For a while, I started seeing edits from this challenge, but it seems to me rather useless and adds false detail on the map. I can understand when such water towers are redrawn:
I agree with you, but unfortunately the wiki is not very clear about it. https://wiki.openstreetmap.org/wiki/Tag:man_made%3Dwater_tower
and leaves it open to the contributor to decide.
Personally I would draw an area for the first picture and add building=water_tower to it. https://wiki.openstreetmap.org/wiki/Tag:building%3Dwater_tower
for the picture on the wiki page man_made=Water_tower I would probably draw an area as well, without building and for your second picture just a node.
But as the wiki does not give strict instructions everything is “not wrong” - making a map-roulette challenge out of it and change all of them? Well I do not think this is too clever…
Clearly the creation of this way (your example above) in this changeset by this user is just silly. As you say, the actual structure of the water tower can’t be seen (other than it is “very small”). Mapping it as a way of any shape is just guesswork.
It wouldn’t be fair to assign any blame to the actual mapper here. They’re trying to improve the data in OSM, and the Maproulette challenge - which is listed as “Easy” - simply states:
Be sure to copy every node tags to the area (the easiest way is to merge the node into the new area)
If possible, merge the node with the existing area
It no stage does it discuss which water towers it makes sense to map as ways and which it does not.

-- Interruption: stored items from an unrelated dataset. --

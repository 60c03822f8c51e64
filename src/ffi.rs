//! C ABI for hosts that own the map and call the renderer once per frame.
//!
//! Record layouts are fixed: points are two consecutive `f64`s, textures are
//! opaque handles returned by [`create_texture_from_memory`] and released
//! with [`destroy_texture`]. Nothing here unwinds into the caller: rejected
//! input is logged and the call does nothing.
use std::collections::HashMap;
use std::ffi::{c_int, c_void};
use std::{ptr, slice};

use crate::config::RenderConfig;
use crate::core::geometry::{Coordinate, Edge, Object};
use crate::render::render3d::{self, View};
use crate::render::textures::{Texture, TextureId, TextureLookup, TextureRef};

/// Per-surface metadata, shared by any number of edges.
#[repr(C)]
#[derive(Debug, Clone, Copy)]
pub struct RawTexture {
    pub width: c_int,
    pub height: c_int,
    pub texture_pointer: *const c_void,
    pub has_alpha_channel: bool,
}

#[repr(C)]
#[derive(Debug, Clone, Copy)]
pub struct RawEdge {
    pub point1: *const f64,
    pub point2: *const f64,
    pub texture: *const RawTexture,
}

#[repr(C)]
#[derive(Debug, Clone, Copy)]
pub struct RawObject {
    pub edges_number: c_int,
    pub edges: *const RawEdge,
    pub scale: c_int,
}

/// Textures borrowed from caller handles for the duration of one call.
struct BorrowedTextures<'a> {
    textures: Vec<&'a Texture>,
    ids: HashMap<*const c_void, TextureId>,
}

impl<'a> BorrowedTextures<'a> {
    fn new() -> Self {
        Self {
            textures: Vec::new(),
            ids: HashMap::new(),
        }
    }

    /// # Safety
    /// `handle` must come from [`create_texture_from_memory`] and outlive `'a`.
    unsafe fn intern(&mut self, handle: *const c_void) -> TextureId {
        if let Some(&id) = self.ids.get(&handle) {
            return id;
        }
        let id = TextureId::from_raw(self.textures.len() as u32);
        // SAFETY: guaranteed by the caller.
        self.textures.push(unsafe { &*(handle as *const Texture) });
        self.ids.insert(handle, id);
        id
    }
}

impl TextureLookup for BorrowedTextures<'_> {
    fn get(&self, id: TextureId) -> Option<&Texture> {
        self.textures.get(id.raw() as usize).copied()
    }
}

/// View a C array as a slice, treating null or non-positive counts as empty.
///
/// # Safety
/// A non-null `data` must point to `len` initialised values.
unsafe fn raw_slice<'a, T>(data: *const T, len: c_int) -> &'a [T] {
    match usize::try_from(len) {
        Ok(n) if n > 0 && !data.is_null() => unsafe { slice::from_raw_parts(data, n) },
        _ => &[],
    }
}

/// # Safety
/// `p` must be null or point to two readable `f64`s.
unsafe fn read_point(p: *const f64) -> Option<Coordinate> {
    if p.is_null() {
        return None;
    }
    // SAFETY: guaranteed by the caller.
    let xy = unsafe { slice::from_raw_parts(p, 2) };
    Some(Coordinate::new(xy[0], xy[1]))
}

/// Copy caller records into owned geometry, interning texture handles.
/// Edges with missing points or an unusable texture are skipped.
///
/// # Safety
/// All pointers reachable from `objects` must be valid for the call.
unsafe fn import_objects<'a>(raw: &[RawObject], textures: &mut BorrowedTextures<'a>) -> Vec<Object> {
    let mut objects = Vec::with_capacity(raw.len());
    for (i, obj) in raw.iter().enumerate() {
        // SAFETY: edge arrays are valid per the function contract.
        let raw_edges = unsafe { raw_slice(obj.edges, obj.edges_number) };
        let mut edges = Vec::with_capacity(raw_edges.len());
        for e in raw_edges {
            // SAFETY: as above, for points and texture records.
            let (p1, p2) = unsafe { (read_point(e.point1), read_point(e.point2)) };
            let (Some(point1), Some(point2)) = (p1, p2) else {
                log::warn!("object {i}: edge without points skipped");
                continue;
            };
            let Some(tex) = (unsafe { e.texture.as_ref() }) else {
                log::warn!("object {i}: edge without texture skipped");
                continue;
            };
            let (Ok(width @ 1..), Ok(height @ 1..)) = (u32::try_from(tex.width), u32::try_from(tex.height)) else {
                log::warn!("object {i}: texture {}x{} skipped", tex.width, tex.height);
                continue;
            };
            if tex.texture_pointer.is_null() {
                log::warn!("object {i}: null texture handle skipped");
                continue;
            }
            // SAFETY: non-null handles come from create_texture_from_memory.
            let id = unsafe { textures.intern(tex.texture_pointer) };
            let texture = TextureRef {
                id,
                width,
                height,
                has_alpha_channel: tex.has_alpha_channel,
            };
            edges.push(Edge {
                point1,
                point2,
                texture,
            });
        }
        objects.push(Object::new(format!("object {i}"), edges, obj.scale));
    }
    objects
}

/// Render one frame into `output_pixels` (`screen_width * screen_height * 4`
/// bytes, RGBA8, row-major, top-left origin).
///
/// # Safety
/// `output_pixels` must be writable for the full frame, `pos` must point to
/// two `f64`s, `objects` to `objects_number` records, and every texture
/// handle reachable from them must be live.
#[unsafe(no_mangle)]
pub unsafe extern "C" fn update_image(
    output_pixels: *mut u8,
    look_angle: f64,
    fov: f64,
    rays_number: c_int,
    screen_width: c_int,
    screen_height: c_int,
    pos: *const f64,
    objects_number: c_int,
    objects: *const RawObject,
) {
    if output_pixels.is_null() {
        log::error!("update_image: null output buffer");
        return;
    }
    // SAFETY: caller contract.
    let Some(origin) = (unsafe { read_point(pos) }) else {
        log::error!("update_image: null position");
        return;
    };
    let (Ok(rays_number), Ok(screen_width), Ok(screen_height)) = (
        u32::try_from(rays_number),
        u32::try_from(screen_width),
        u32::try_from(screen_height),
    ) else {
        log::error!("update_image: negative ray count or screen size");
        return;
    };
    let view = View {
        origin,
        look_angle,
        fov,
        rays_number,
        screen_width,
        screen_height,
    };

    let mut textures = BorrowedTextures::new();
    // SAFETY: caller contract.
    let objects = unsafe { import_objects(raw_slice(objects, objects_number), &mut textures) };
    // SAFETY: caller guarantees the buffer holds a full frame.
    let out = unsafe { slice::from_raw_parts_mut(output_pixels, view.frame_len()) };
    if let Err(e) = render3d::update_image(out, &view, &objects, &textures, &RenderConfig::default()) {
        log::error!("update_image: {e}");
    }
}

/// Copy `width * height * 4` bytes of RGBA8 into a new texture and return its
/// handle, or null if the input is unusable. Release with [`destroy_texture`].
///
/// # Safety
/// `pixels` must be readable for `width * height * 4` bytes.
#[unsafe(no_mangle)]
pub unsafe extern "C" fn create_texture_from_memory(pixels: *const u8, width: c_int, height: c_int) -> *mut c_void {
    let (Ok(w), Ok(h)) = (u32::try_from(width), u32::try_from(height)) else {
        log::error!("create_texture_from_memory: negative size {width}x{height}");
        return ptr::null_mut();
    };
    if pixels.is_null() {
        log::error!("create_texture_from_memory: null pixels");
        return ptr::null_mut();
    }
    let len = w as usize * h as usize * 4;
    // SAFETY: caller contract.
    let data = unsafe { slice::from_raw_parts(pixels, len) };
    match Texture::from_rgba(data, w, h) {
        Ok(texture) => {
            log::debug!("texture handle created ({w}x{h})");
            Box::into_raw(Box::new(texture)) as *mut c_void
        }
        Err(e) => {
            log::error!("create_texture_from_memory: {e}");
            ptr::null_mut()
        }
    }
}

/// Release a texture handle. Null is ignored.
///
/// # Safety
/// `texture` must be null or a live handle from [`create_texture_from_memory`];
/// it must not be used afterwards.
#[unsafe(no_mangle)]
pub unsafe extern "C" fn destroy_texture(texture: *mut c_void) {
    if texture.is_null() {
        return;
    }
    // SAFETY: caller contract; the handle was produced by Box::into_raw.
    drop(unsafe { Box::from_raw(texture as *mut Texture) });
    log::debug!("texture handle destroyed");
}
//! Billboard sprites.
//!
//! A sprite is an ordinary edge that is re-oriented every frame so it stays
//! square-on to the viewer; the caster and compositor treat it like a wall.
use crate::core::geometry::{Coordinate, Edge, Object};
use crate::render::textures::TextureRef;

/// Edge of length `2 * half_size` through `center`, perpendicular to `look_angle`.
///
/// `point1` is on the side the first screen column sees (counter-clockwise
/// of the view direction), so texture column 0 is drawn leftmost.
pub fn billboard_edge(center: Coordinate, look_angle: f64, half_size: f64, texture: TextureRef) -> Edge {
    let (sin, cos) = look_angle.sin_cos();
    let dx = -sin * half_size;
    let dy = cos * half_size;
    Edge::new(
        [center.x + dx, center.y + dy],
        [center.x - dx, center.y - dy],
        texture,
    )
}

/// Single-edge object for a sprite, ready to append to a frame's geometry.
pub fn billboard_object(
    name: impl Into<String>,
    center: Coordinate,
    look_angle: f64,
    half_size: f64,
    texture: TextureRef,
    scale: i32,
) -> Object {
    Object::new(name, vec![billboard_edge(center, look_angle, half_size, texture)], scale)
}

/// Billboard texture that cycles through `frames`, advancing one frame every
/// `frame_time` seconds and wrapping after the last.
#[derive(Debug, Clone, PartialEq)]
pub struct SpriteAnimation {
    frames: Vec<TextureRef>,
    frame_time: f64,
    elapsed: f64,
    current: usize,
}

impl SpriteAnimation {
    /// `None` without frames. A non-positive `frame_time` holds the first frame.
    pub fn new(frames: Vec<TextureRef>, frame_time: f64) -> Option<Self> {
        if frames.is_empty() {
            return None;
        }
        Some(Self {
            frames,
            frame_time,
            elapsed: 0.0,
            current: 0,
        })
    }

    /// Advance the clock by `dt` seconds.
    pub fn tick(&mut self, dt: f64) {
        if !(self.frame_time > 0.0) || self.frames.len() < 2 {
            return;
        }
        self.elapsed += dt.max(0.0);
        let steps = (self.elapsed / self.frame_time).floor();
        if steps >= 1.0 {
            self.elapsed -= steps * self.frame_time;
            self.current = (self.current + (steps as usize % self.frames.len())) % self.frames.len();
        }
    }

    pub fn frame(&self) -> TextureRef {
        self.frames[self.current]
    }

    pub fn frame_index(&self) -> usize {
        self.current
    }
}

#[cfg(test)]
mod tests {
    use super::*;
    use crate::config::RenderConfig;
    use crate::core::geometry::distance;
    use crate::render::casters::cast_ray;
    use crate::render::textures::TextureId;
    use approx::assert_relative_eq;

    fn tex() -> TextureRef {
        TextureRef {
            id: TextureId::from_raw(3),
            width: 10,
            height: 10,
            has_alpha_channel: true,
        }
    }

    #[test]
    fn edge_is_centred_and_perpendicular() {
        for look in [0.0, 0.7, 2.0, -1.3] {
            let c = Coordinate::new(40.0, -12.0);
            let e = billboard_edge(c, look, 25.0, tex());
            assert_relative_eq!(e.length(), 50.0, epsilon = 1e-9);
            assert_relative_eq!(distance(e.point1, c), 25.0, epsilon = 1e-9);
            let (dx, dy) = (e.point2.x - e.point1.x, e.point2.y - e.point1.y);
            let dot = dx * look.cos() + dy * look.sin();
            assert_relative_eq!(dot, 0.0, epsilon = 1e-9);
        }
    }

    #[test]
    fn left_ray_sees_first_column() {
        let obj = billboard_object("ghost", Coordinate::new(50.0, 0.0), 0.0, 10.0, tex(), 1);
        let objs = vec![obj];
        let cfg = RenderConfig::default();
        // counter-clockwise of the view is the left half of the screen
        let left = cast_ray(0.15, Coordinate::new(0.0, 0.0), &objs, &cfg);
        let right = cast_ray(-0.15, Coordinate::new(0.0, 0.0), &objs, &cfg);
        assert!(left[0].column < 5);
        assert!(right[0].column >= 5);
    }

    fn numbered(n: u32) -> TextureRef {
        TextureRef {
            id: TextureId::from_raw(n),
            ..tex()
        }
    }

    #[test]
    fn animation_cycles_and_wraps() {
        let mut anim = SpriteAnimation::new(vec![numbered(0), numbered(1), numbered(2)], 0.1).unwrap();
        assert_eq!(anim.frame().id, TextureId::from_raw(0));
        anim.tick(0.05);
        assert_eq!(anim.frame_index(), 0);
        anim.tick(0.06);
        assert_eq!(anim.frame_index(), 1);
        // a long stall skips frames rather than lagging behind
        anim.tick(0.25);
        assert_eq!(anim.frame_index(), 0);
        assert_eq!(anim.frame().id, TextureId::from_raw(0));
    }

    #[test]
    fn animation_edge_cases() {
        assert!(SpriteAnimation::new(Vec::new(), 0.1).is_none());
        let mut still = SpriteAnimation::new(vec![numbered(4), numbered(5)], 0.0).unwrap();
        still.tick(10.0);
        assert_eq!(still.frame().id, TextureId::from_raw(4));
        let mut single = SpriteAnimation::new(vec![numbered(6)], 0.1).unwrap();
        single.tick(1.0);
        assert_eq!(single.frame_index(), 0);
    }
}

I would suggest contacting the author of the challenge and asking them to improve the description. The page lists it as “World Binnette’s Project”; that links to this page and the owner of that project is this OSM user. I’d suggest messaging them, or (if you can find a relevant one) commenting on one of their changesets asking them to either make the description of the Maproulette challenge much better or disable it altogether.
If either one of those contact methods don’t work after a week or so (obviously people may be busy with other things at this time of year) I’d suggest talking to OSM’s Data Working Group** about it so that we can bring the matter to their attention - send an email to data@openstreetmap.org .

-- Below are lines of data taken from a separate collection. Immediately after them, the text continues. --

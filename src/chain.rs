//! Chain builder: mode specification → composed handler.
//!
//! A mode specification is a `|`-separated list of capability tokens, e.g.
//! `"trace|authz"`. The first token is the outermost layer: it sees the
//! request first on the way in and the response last on the way out.
//!
//! ```text
//! "trace|authz"  →  trace( authz( terminal ) )
//!
//!   request  ──▶ trace ──▶ authz ──▶ terminal
//!   response ◀── trace ◀── authz ◀──┘
//! ```

use tracing::debug;

use crate::error::Error;
use crate::handler::{BoxedHandler, Handler};
use crate::registry::CapabilityRegistry;

/// Separator between tokens in a mode specification.
pub const MODE_DELIMITER: char = '|';

/// Splits a mode specification into tokens, outermost first.
///
/// The empty specification has no tokens. Anything else is split verbatim:
/// no trimming, so `"authz|"` yields `["authz", ""]`.
pub fn parse_modes(spec: &str) -> Vec<&str> {
    if spec.is_empty() {
        return Vec::new();
    }
    spec.split(MODE_DELIMITER).collect()
}

/// Composes the capabilities named in `spec` around `terminal`.
///
/// Every token is resolved before any layer is built, so an unknown token
/// fails the whole build and nothing partial escapes.
pub fn build(
    spec: &str,
    registry: &CapabilityRegistry,
    terminal: impl Handler,
) -> Result<BoxedHandler, Error> {
    let tokens = parse_modes(spec);
    let layers = tokens
        .iter()
        .map(|token| registry.resolve(token))
        .collect::<Result<Vec<_>, _>>()?;

    debug!(modes = ?tokens, "composing handler chain");

    // Innermost first, so the accumulator's outer layer ends up being tokens[0].
    let handler = layers
        .iter()
        .rev()
        .fold(terminal.into_boxed_handler(), |inner, layer| layer.wrap(inner));
    Ok(handler)
}

#[cfg(test)]
mod tests {
    use std::sync::{Arc, Mutex};

    use bytes::Bytes;
    use http::StatusCode;

    use super::*;
    use crate::middleware::{self, Next};
    use crate::request::Request;

    type Log = Arc<Mutex<Vec<String>>>;

    fn request() -> Request {
        let req = http::Request::builder().uri("/").body(Bytes::new()).unwrap();
        Request::from_http(req, "127.0.0.1:9".parse().unwrap())
    }

    fn recording(name: &'static str, log: &Log) -> impl middleware::Middleware {
        let log = Arc::clone(log);
        middleware::from_fn(move |req: Request, next: Next| {
            let log = Arc::clone(&log);
            async move {
                log.lock().unwrap().push(format!("{name}:in"));
                let res = next.run(req).await;
                log.lock().unwrap().push(format!("{name}:out"));
                res
            }
        })
    }

    fn terminal(log: &Log) -> impl Handler {
        let log = Arc::clone(log);
        move |_req: Request| {
            log.lock().unwrap().push("terminal".to_owned());
            async { StatusCode::OK }
        }
    }

    fn registry(log: &Log) -> CapabilityRegistry {
        CapabilityRegistry::new()
            .on("a", recording("a", log))
            .on("b", recording("b", log))
            .on("c", recording("c", log))
    }

    #[test]
    fn parse_keeps_empty_tokens_and_whitespace() {
        assert!(parse_modes("").is_empty());
        assert_eq!(parse_modes("authz"), vec!["authz"]);
        assert_eq!(parse_modes("authz|"), vec!["authz", ""]);
        assert_eq!(parse_modes("a| b"), vec!["a", " b"]);
    }

    #[tokio::test]
    async fn first_token_is_outermost() {
        let log = Log::default();
        let handler = build("a|b|c", &registry(&log), terminal(&log)).unwrap();

        let res = handler.call(request()).await;
        assert_eq!(res.status_code(), StatusCode::OK);
        assert_eq!(
            *log.lock().unwrap(),
            vec!["a:in", "b:in", "c:in", "terminal", "c:out", "b:out", "a:out"]
        );
    }

    #[tokio::test]
    async fn order_follows_declaration_not_registration() {
        let log = Log::default();
        let handler = build("c|a", &registry(&log), terminal(&log)).unwrap();

        handler.call(request()).await;
        assert_eq!(*log.lock().unwrap(), vec!["c:in", "a:in", "terminal", "a:out", "c:out"]);
    }

    #[tokio::test]
    async fn same_token_may_repeat() {
        let log = Log::default();
        let handler = build("a|a", &registry(&log), terminal(&log)).unwrap();

        handler.call(request()).await;
        assert_eq!(*log.lock().unwrap(), vec!["a:in", "a:in", "terminal", "a:out", "a:out"]);
    }

    #[tokio::test]
    async fn empty_mode_is_the_terminal_alone() {
        // An empty registry proves no token was resolved.
        let log = Log::default();
        let handler = build("", &CapabilityRegistry::new(), terminal(&log)).unwrap();

        let res = handler.call(request()).await;
        assert_eq!(res.status_code(), StatusCode::OK);
        assert_eq!(*log.lock().unwrap(), vec!["terminal"]);
    }

    #[test]
    fn unknown_token_fails_the_build() {
        let log = Log::default();
        let err = build("a|bogus|c", &registry(&log), terminal(&log)).unwrap_err();
        assert!(matches!(err, Error::UnknownMode { ref token, .. } if token == "bogus"));
    }

    #[test]
    fn trailing_delimiter_is_an_unknown_empty_token() {
        let log = Log::default();
        let err = build("a|", &registry(&log), terminal(&log)).unwrap_err();
        assert!(matches!(err, Error::UnknownMode { ref token, .. } if token.is_empty()));
    }
}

It’s worth mentioning here that this particular challenge was four years old and there are 31 similar ones that may also need changing.
Trigger Warning, Strongly held personal believes that might be controversial below the fold (horizontal ruler):
Some people are at war with the PoI – they want to make this dimensionless entity vanish from openstreetmap. More dimensions (1 or 2 instead of 0), more nodes (20 instead of 1) will make the data inherently better, so the message. Mind you, the data resolution of openstreetmap coordinates is said to be 8mm in the worst case. Above tower could be mapped even more “precisely” – I do not subscribe to this school of thought. Never mind that on all the aerials JOSM has to offer, that tower is mapped in a wrong location, off by much more than 8mm.
I remember, lately emergency landing pads here were converted to areas by maproulette challenge: On the Ground these are just a letter H laid out by stones on a level mostly grassy field. There is no way to give the circumference. This is a repeating thing, up the dimensions, death to the PoI, it seems to me, personally, not wanting to offend anybody.
Interesting, are people expecting these man_made=water_tower areas to correspond to the footprint at the base or the maximum extent? The documentation doesn’t specify. Most water towers where I’m from are shaped like barrels or balls supported by pipestems, so there can be quite a difference:
Or is it like buildings, which should technically exclude any overhangs, but in practice often include overhangs because of limited information or attention? Personally, I normally don’t bother mapping water towers as areas, but I can understand the motivation since they cover more area than many buildings and other features that we usually map as areas.
Ironically, some of the lowest-quality imagery we have access to makes it much easier to map the footprint, if desired, due to obliqueness. Building imports can also introduce footprint-based areas. For example, this water tower’s footprint came from a building import apparently sourced from a LiDAR scan, but it would’ve been just as easy to map it by hand.
Fortunately, as with masts mapped as areas, renderers seem to be coping just fine with areas. Instead of preferring a node representation over an area representation or vice versa, we should just discourage guesswork: if you can’t visually determine the footprint, not even via a shadow, then either leave it as a node or map the maximum extent. Someone can come along later to transform it into a 3D building relation with building=roofs for the overhangs.
Of course, I understand the essence of Maproulette and that cartographers may not fully understand the danger of their actions.
Moreover, half a year ago I left a comment in Maproulette (Get in touch item) and a potential challenge problem, but apparently its author missed it. I admit, this problem is also not a priority for me, which is why I wrote on the forum only now.
And I should probably call the author @Binnette on this topic.
In general my suggestion boils down to limiting the suggested objects to something like the following:
node[man_made=water_tower][building];
out skel qt;
Since when does Maproulette appeal to cartographers? I thought it inciting mappers only. Or are you trying to make cartographers aware of mappers actions? A wholly different subject, IMO.
Alas, I suspect that you might be reading a little too much into the differences between those terms. Given what this discussion is about, I’m sure that you’re both talking about the same thing - “people editing OpenStreetMap to add more detail to it”.